Segundo Ricardo Bispo Farias, delegado-adjunto da 14° DP, colegas de Pedro, que também são estudantes de medicina veterinária, prestaram depoimento. “São pessoas que, de acordo com o relato, se identificam em buscar a estudar esses animais. Nesse grupo, inclusive, haveria até um presidente, mas que o proprietário das serpentes seria o Pedro. A partir daí, surgem diversas questões, como o envolvimento de jovens na criação e colocação de animais exóticos em experimentos e pesquisas não autorizadas”, frisou.
A polícia investigará, ainda, se há a participação ou apoio da instituição de ensino onde Pedro estudava, nas supostas pesquisas. O delegado ressaltou que uma das testemunhas relatou acreditar no esquema de venda de animais exóticos. “Precisamos saber quem retornou com essas cobras, se estavam na residência do jovem, quem teria colocado as serpentes na chácara. Tudo isso será investigado”, disse.
Além disso, a apuração segue para saber a procedência dos animais. “Vamos investigar se essas cobras foram introduzidas por traficante de animais ou se há algum criador clandestino instalado”, pontuou.
Contradições
Algumas questões ainda precisam ser esclarecidas. A informação inicial é de que Pedro Henrique teria sido picado em casa, no Guará 2. O veneno da naja, da espécie kaouthia, é capaz de matar um ser humano em 60 minutos. Mesmo assim, o jovem foi levado ao Hospital Maria Auxiliadora, no Gama, a cerca de 40 minutos de onde ele mora.
No entanto, a polícia ainda não conseguiu confirmar o local de ataque. Segundo o delegado, após a repercussão do caso, um colega do jovem teria ido até a chácara, em Planaltina, na mesma noite do ataque, buscar a cobra.
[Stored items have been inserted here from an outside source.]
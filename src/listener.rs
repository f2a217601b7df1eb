// Accepts TCP connections and runs one server session per connection. Each
// session owns its own state; only the group and credential are shared.

use crate::group::GroupParameters;
use crate::session::{Credential, SrpServer};
use crate::transport::LineTransport;

use rand::rngs::OsRng;
use tokio::net::{TcpListener, TcpStream, ToSocketAddrs};

use std::io;
use std::net::SocketAddr;
use std::sync::Arc;

/// Bind `address` and serve connections on a background task. Returns the
/// bound address, useful with port 0.
pub async fn spawn_server(
    address: impl ToSocketAddrs,
    group: Arc<GroupParameters>,
    credential: Arc<Credential>,
) -> io::Result<SocketAddr> {
    let listener = TcpListener::bind(address).await?;
    let addr = listener.local_addr()?;
    tokio::spawn(accept_loop(listener, group, credential));
    Ok(addr)
}

/// Accept connections forever, one handshake task per connection.
pub async fn accept_loop(
    listener: TcpListener,
    group: Arc<GroupParameters>,
    credential: Arc<Credential>,
) {
    loop {
        match listener.accept().await {
            Ok((stream, peer)) => {
                tracing::info!(%peer, "connection accepted");
                let group = Arc::clone(&group);
                let credential = Arc::clone(&credential);
                tokio::spawn(handle_connection(stream, peer, group, credential));
            }
            Err(e) => {
                tracing::warn!(error = %e, "failed to accept connection");
            }
        }
    }
}

async fn handle_connection(
    stream: TcpStream,
    peer: SocketAddr,
    group: Arc<GroupParameters>,
    credential: Arc<Credential>,
) {
    let mut transport = LineTransport::new(stream);
    let mut server = SrpServer::new(group, credential, OsRng);
    match server.run_session(&mut transport).await {
        Ok(outcome) => tracing::info!(%peer, ?outcome, "session finished"),
        Err(e) => tracing::warn!(%peer, error = %e, "session aborted"),
    }
    tracing::info!(%peer, "connection closed");
}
Em seguida, ele teria largado o animal nas proximidades do shopping Pier 21 e acionado a polícia. Na deixa, os demais colegas esconderam as outras serpentes na baia de cavalo, na chácara em Planaltina. A polícia desconfia da versão dos amigos. “Durante as diligências, tivemos uma certa dificuldade em localizar o animal, porque houve dificuldades em obter informações, tanto com a família quanto com os amigos”, destacou o investigador.
Recuperação
Na tarde de ontem, Pedro Henrique acordou do coma induzido. O Correio apurou que ele não está mais entubado e já conversa, tendo, inclusive, agradecido à equipe médica pelo trabalho. Ele segue internado em unidade de terapia intensiva (UTI), onde deve permanecer por, pelo menos, mais 48 horas.
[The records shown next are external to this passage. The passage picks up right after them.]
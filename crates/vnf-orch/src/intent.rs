//! Rule intents and content hashing.

use std::collections::BTreeMap;
use std::fmt::Write;

use serde::Serialize;
use sha2::{Digest, Sha256};
use uuid::Uuid;

use vnf_dictionary::TemplateContext;

use crate::operation::OperationType;

/// A caller-submitted intent to mutate one rule on one appliance.
#[derive(Debug, Clone, PartialEq, Eq)]
pub struct RuleIntent {
    /// The appliance the rule lives on.
    pub vnf_instance_id: String,
    /// Idempotency and correlation key; generated when the caller has none.
    pub rule_id: String,
    /// Dictionary service (firewall, nat, ...).
    pub service: String,
    /// Dictionary operation name (create, delete, ...).
    pub operation: String,
    /// What the operation does, for state tracking.
    pub operation_type: OperationType,
    /// Template variables describing the rule.
    pub variables: BTreeMap<String, String>,
}

impl RuleIntent {
    /// Creates a create-rule intent, generating a rule id when the caller
    /// supplies none.
    pub fn create(
        vnf_instance_id: impl Into<String>,
        service: impl Into<String>,
        rule_id: Option<String>,
        variables: BTreeMap<String, String>,
    ) -> Self {
        Self {
            vnf_instance_id: vnf_instance_id.into(),
            rule_id: rule_id.unwrap_or_else(|| Uuid::new_v4().to_string()),
            service: service.into(),
            operation: "create".to_string(),
            operation_type: OperationType::Create,
            variables,
        }
    }

    /// Builds the template context for this intent.
    ///
    /// All rule variables are bound, plus `ruleId` so dictionary templates
    /// can reference the orchestrator-side key.
    pub fn context(&self) -> TemplateContext {
        let mut context: TemplateContext = self
            .variables
            .iter()
            .map(|(k, v)| (k.clone(), v.clone()))
            .collect();
        context.set("ruleId", self.rule_id.clone());
        context
    }
}

/// Canonical encoding hashed for idempotency, version 1.
///
/// Field order is fixed and the variable map is sorted, so the encoding is
/// stable across processes. The rule id is deliberately excluded: the hash
/// exists to catch logically-identical retries resubmitted under a fresh
/// rule id. Bumping the layout requires bumping the version prefix in
/// [`content_hash`].
#[derive(Serialize)]
struct CanonicalIntent<'a> {
    vnf_instance_id: &'a str,
    operation_type: &'a str,
    service: &'a str,
    operation: &'a str,
    variables: &'a BTreeMap<String, String>,
}

/// Computes the versioned content hash of an intent.
///
/// Two intents hash identically exactly when they describe the same
/// mutation on the same appliance, regardless of rule id.
pub fn content_hash(intent: &RuleIntent) -> String {
    let canonical = CanonicalIntent {
        vnf_instance_id: &intent.vnf_instance_id,
        operation_type: intent.operation_type.as_str(),
        service: &intent.service,
        operation: &intent.operation,
        variables: &intent.variables,
    };
    let encoded =
        serde_json::to_vec(&canonical).expect("canonical intent encoding cannot fail");

    let digest = Sha256::digest(&encoded);
    let mut hash = String::with_capacity(3 + digest.len() * 2);
    hash.push_str("v1:");
    for byte in digest {
        let _ = write!(hash, "{byte:02x}");
    }
    hash
}

#[cfg(test)]
mod tests {
    use super::*;
    use pretty_assertions::assert_eq;

    fn sample() -> RuleIntent {
        let mut variables = BTreeMap::new();
        variables.insert("sourceCidr".to_string(), "10.0.0.0/24".to_string());
        variables.insert("startPort".to_string(), "443".to_string());
        RuleIntent::create("appliance-1", "firewall", Some("r-1".to_string()), variables)
    }

    #[test]
    fn test_hash_is_deterministic() {
        assert_eq!(content_hash(&sample()), content_hash(&sample()));
        assert!(content_hash(&sample()).starts_with("v1:"));
    }

    #[test]
    fn test_hash_changes_with_content() {
        let base = sample();

        let mut other = base.clone();
        other.variables.insert("startPort".to_string(), "8443".to_string());
        assert_ne!(content_hash(&base), content_hash(&other));

        // The rule id does not participate: a retry under a fresh id
        // hashes identically.
        let mut other = base.clone();
        other.rule_id = "r-2".to_string();
        assert_eq!(content_hash(&base), content_hash(&other));

        let mut other = base.clone();
        other.operation_type = OperationType::Delete;
        other.operation = "delete".to_string();
        assert_ne!(content_hash(&base), content_hash(&other));
    }

    #[test]
    fn test_generated_rule_ids_are_unique() {
        let a = RuleIntent::create("appliance-1", "firewall", None, BTreeMap::new());
        let b = RuleIntent::create("appliance-1", "firewall", None, BTreeMap::new());
        assert_ne!(a.rule_id, b.rule_id);
    }

    #[test]
    fn test_context_includes_rule_id() {
        let intent = sample();
        let context = intent.context();
        assert_eq!(context.get("ruleId"), Some("r-1"));
        assert_eq!(context.get("sourceCidr"), Some("10.0.0.0/24"));
    }
}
Por causa do veneno, ele desenvolveu uma necrose no braço, além de lesões no coração. O tratamento foi feito com soro antiofídico específico da espécie, trazido ao DF diretamente do Instituto Butantan, em São Paulo, uma única dose disponível. Outras dez doses preventivas foram importadas dos Estados Unidos.
O que diz a lei
A legislação brasileira permite a criação de serpentes como animais
de estimação, contanto que não sejam peçonhentas. Cobras
do tipo só podem ser criadas para fins comerciais, no caso de
instituições farmacêuticas, ou com intuito de conservação, ou
seja, quando o animal não pode voltar à natureza. Para isso, o interessado deve solicitar autorização ao órgão ambiental estadual (no Distrito Federal, o Instituto Brasília Ambiental) e seguir regras
para a criação, como mantê-la em local apropriado. Também
é proibido criar, manter e alojar animais selvagens da fauna
exótica (não natural do cerrado) no DF, salvo exceções previstas
em lei. Em 2002, o Ibama proibiu novas autorizações para criadouros comerciais de répteis, anfíbios e invertebrados, com
objetivo de produzir animais de estimação. A decisão baseou-se
nos riscos de intoxicação e ferimentos, bem como abandono e fuga de bichos.